> Task statement: Using the data below, determine the number of lines that include the string "lock". Write only that number.

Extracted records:
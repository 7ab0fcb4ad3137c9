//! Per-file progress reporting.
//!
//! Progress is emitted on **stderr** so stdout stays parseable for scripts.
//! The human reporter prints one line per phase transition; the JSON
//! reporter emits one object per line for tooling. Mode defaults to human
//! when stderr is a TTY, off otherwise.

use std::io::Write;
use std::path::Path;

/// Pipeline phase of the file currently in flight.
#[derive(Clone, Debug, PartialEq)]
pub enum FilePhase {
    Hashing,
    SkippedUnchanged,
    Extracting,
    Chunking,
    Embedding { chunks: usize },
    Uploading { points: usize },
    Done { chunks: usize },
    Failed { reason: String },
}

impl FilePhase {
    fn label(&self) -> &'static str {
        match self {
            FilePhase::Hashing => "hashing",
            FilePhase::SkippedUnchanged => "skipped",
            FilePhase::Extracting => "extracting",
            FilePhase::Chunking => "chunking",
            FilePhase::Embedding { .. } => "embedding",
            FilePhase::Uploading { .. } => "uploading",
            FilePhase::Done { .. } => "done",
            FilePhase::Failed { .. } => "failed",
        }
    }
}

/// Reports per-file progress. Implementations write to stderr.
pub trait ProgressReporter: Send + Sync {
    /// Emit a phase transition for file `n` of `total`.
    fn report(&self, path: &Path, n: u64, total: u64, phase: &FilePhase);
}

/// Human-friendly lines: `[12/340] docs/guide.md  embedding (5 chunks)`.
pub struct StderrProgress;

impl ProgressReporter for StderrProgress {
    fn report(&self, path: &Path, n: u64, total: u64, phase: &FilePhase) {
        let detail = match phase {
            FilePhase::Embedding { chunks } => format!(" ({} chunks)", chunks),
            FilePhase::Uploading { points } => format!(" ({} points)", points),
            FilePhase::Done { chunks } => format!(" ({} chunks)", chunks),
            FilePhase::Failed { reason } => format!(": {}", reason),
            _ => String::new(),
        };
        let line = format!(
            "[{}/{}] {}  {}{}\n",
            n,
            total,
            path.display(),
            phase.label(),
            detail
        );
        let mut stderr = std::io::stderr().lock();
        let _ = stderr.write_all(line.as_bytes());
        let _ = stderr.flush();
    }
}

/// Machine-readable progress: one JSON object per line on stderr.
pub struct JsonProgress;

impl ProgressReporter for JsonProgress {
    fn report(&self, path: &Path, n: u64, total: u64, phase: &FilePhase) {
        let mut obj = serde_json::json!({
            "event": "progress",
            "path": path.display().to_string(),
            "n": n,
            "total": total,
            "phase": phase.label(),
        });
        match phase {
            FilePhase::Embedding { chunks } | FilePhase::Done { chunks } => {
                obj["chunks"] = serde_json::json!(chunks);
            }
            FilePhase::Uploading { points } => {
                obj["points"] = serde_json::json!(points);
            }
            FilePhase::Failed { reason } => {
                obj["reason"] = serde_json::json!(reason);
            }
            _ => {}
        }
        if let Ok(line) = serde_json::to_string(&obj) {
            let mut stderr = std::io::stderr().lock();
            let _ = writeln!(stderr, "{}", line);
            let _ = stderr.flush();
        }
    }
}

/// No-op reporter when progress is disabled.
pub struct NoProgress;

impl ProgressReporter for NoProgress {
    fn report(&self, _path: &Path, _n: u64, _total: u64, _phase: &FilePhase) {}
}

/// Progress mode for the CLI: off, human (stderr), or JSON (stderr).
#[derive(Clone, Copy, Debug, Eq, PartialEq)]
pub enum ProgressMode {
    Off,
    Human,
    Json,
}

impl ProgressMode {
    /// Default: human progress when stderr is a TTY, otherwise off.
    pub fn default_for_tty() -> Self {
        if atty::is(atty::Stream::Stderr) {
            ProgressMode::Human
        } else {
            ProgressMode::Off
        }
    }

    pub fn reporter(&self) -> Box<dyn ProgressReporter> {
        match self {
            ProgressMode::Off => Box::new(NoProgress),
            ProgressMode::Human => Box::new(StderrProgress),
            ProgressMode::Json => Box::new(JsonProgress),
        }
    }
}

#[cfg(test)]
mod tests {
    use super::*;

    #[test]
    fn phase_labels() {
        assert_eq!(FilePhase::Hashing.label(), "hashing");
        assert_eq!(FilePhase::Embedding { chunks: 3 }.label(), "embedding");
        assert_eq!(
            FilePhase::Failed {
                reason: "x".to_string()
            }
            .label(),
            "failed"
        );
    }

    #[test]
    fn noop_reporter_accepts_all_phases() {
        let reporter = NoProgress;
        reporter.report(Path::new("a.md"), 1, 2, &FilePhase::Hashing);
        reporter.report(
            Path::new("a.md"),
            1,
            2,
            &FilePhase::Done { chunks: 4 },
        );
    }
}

> Response: 2